Woah... how are lines regularly?! I've never been, but I didn't think lines at Tremblant were So. VT level but this might change my opinion on that!


----------



## burnsfp (Jan 5, 2017)

Thanks for the heads up!


----------



## Edd (Jan 5, 2017)

Tin said:


> Are they still on vacation? I hope so or else this is nuts for a 6" Wednesday storm.



Tin, where'd you pull this pic? Is this actually the backside, or was that a joke? Tremblant is on the table for me next week.


----------



## Tin (Jan 5, 2017)

Edd said:


> Tin, where'd you pull this pic? Is this actually the backside, or was that a joke? Tremblant is on the table for me next week.



I had never looked at the place and did after this thread. Was on their site checking maps and such and then saw that. Posted it right after I saw it because I couldn't believe it and thought they might still be on vacation up there.


----------



## Edd (Jan 5, 2017)

There were Canadians at Sunday River today which led me to believe that they are on vacation but Google only shows Jan 1st as a holiday. Maybe they stretch it out. Not a great idea to put that horror show pic on your website.


----------



## tnt1234 (Jan 6, 2017)

Edd said:


> Tin, where'd you pull this pic?
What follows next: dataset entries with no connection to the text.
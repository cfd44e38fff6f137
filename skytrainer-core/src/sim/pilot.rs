//! Executes queued instructions of airborne agents, and reconciles the queue after each tick.

use std::marker::PhantomData;
use std::time::Duration;

use bevy::app::{self, App, Plugin};
use bevy::ecs::entity::Entity;
use bevy::ecs::message::MessageWriter;
use bevy::ecs::query::QueryData;
use bevy::ecs::schedule::IntoScheduleConfigs;
use bevy::ecs::system::{Commands, Query, Res};
use bevy::time::{self, Time};
use bevy_mod_config::{AppExt, Config, ConfigFieldFor, Manager, ReadConfig};
use math::{
    Angle, GeoPosition, Heading, Length, Position, Speed, TrackOffset, TurnDirection, Wind,
    track_offset, true_airspeed,
};

use super::SystemSets;
use super::agent::{
    Agent, AltitudeTarget, Flags, FlightParams, Goal, HeadingTarget, Instructions, SpeedTarget,
    Targets,
};
use super::aircraft_type::Performance;
use super::airfield::Airfield;
use super::comm::{AgentRemoved, RemovalReason};
use super::env::Environment;
use super::instr::{Instruction, Kind};
use super::status::Status;

pub struct Plug<M>(PhantomData<M>);

impl<M> Default for Plug<M> {
    fn default() -> Self { Self(PhantomData) }
}

impl<M: Manager + Default> Plugin for Plug<M>
where
    Conf: ConfigFieldFor<M>,
{
    fn build(&self, app: &mut App) {
        app.init_config::<M, Conf>("core:agent");
        app.add_systems(app::Update, follow_system.in_set(SystemSets::Action));
        app.add_systems(
            app::Update,
            (prune_system, remove_system).chain().in_set(SystemSets::Reconcile),
        );
    }
}

#[derive(Config)]
#[config(expose(read))]
pub struct Conf {
    /// Multiplier on turn, climb and acceleration rates during intercepts,
    /// go-arounds and taxiing.
    #[config(default = 2.0, min = 1.0, max = 5.0)]
    pub fast_factor:          f32,
    /// Probability of taking each of several available runway turn-offs.
    /// The last candidate is always taken.
    #[config(default = 0.5, min = 0.0, max = 1.0)]
    pub turn_off_probability: f32,
    /// Height above the field of the climb after takeoff or a missed approach.
    #[config(default = Length::from_feet(3000.), min = Length::from_feet(500.), max = Length::from_feet(10000.))]
    pub initial_climb:        Length<f32>,
    /// Duration of the outbound leg of a holding pattern.
    #[config(default = Duration::from_secs(60))]
    pub hold_leg:             Duration,
    #[config(default = Speed::from_knots(15.), min = Speed::from_knots(5.), max = Speed::from_knots(30.))]
    pub taxi_speed:           Speed<f32>,
    /// Speed to brake to on the runway before turning off.
    #[config(default = Speed::from_knots(20.), min = Speed::from_knots(5.), max = Speed::from_knots(40.))]
    pub roll_speed:           Speed<f32>,
    /// Distance within which a taxi node or parking position is considered reached.
    #[config(default = Length::from_meters(20.), min = Length::from_meters(1.), max = Length::from_meters(100.))]
    pub taxi_arrival:         Length<f32>,
    /// Distance within which a navpoint is considered reached.
    #[config(default = Length::from_nm(1.), min = Length::from_nm(0.1), max = Length::from_nm(5.))]
    pub direct_to_arrival:    Length<f32>,
    /// Turn-offs within this angle from the runway heading are preferred.
    #[config(default = Angle::from_degrees(45.), min = Angle::ZERO, max = Angle::RIGHT)]
    pub max_turn_off_angle:   Angle,
}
Is this actually the backside, or was that a joke? Tremblant is on the table for me next week.



They have a few web cams.

That is in fact the back side of the mountain - Nord Side I think....  That lift services the lower 2/3's of that face and some of the most popular steep runs - the lift line trail there, and a few that run parallel including 'Dynamite'.

(Quick side story on Dynamite....was there for two days last year.  A sign half way down dynamite was posted...."Skiing Not Recommended Past this Point."  Wha.....?  It did get really gnarly, but 'skiing not recommend'?  What IS recommended then?  I mean, it was half way down the trail!  Couldn't stop now!  Maybe is was a translation thing...)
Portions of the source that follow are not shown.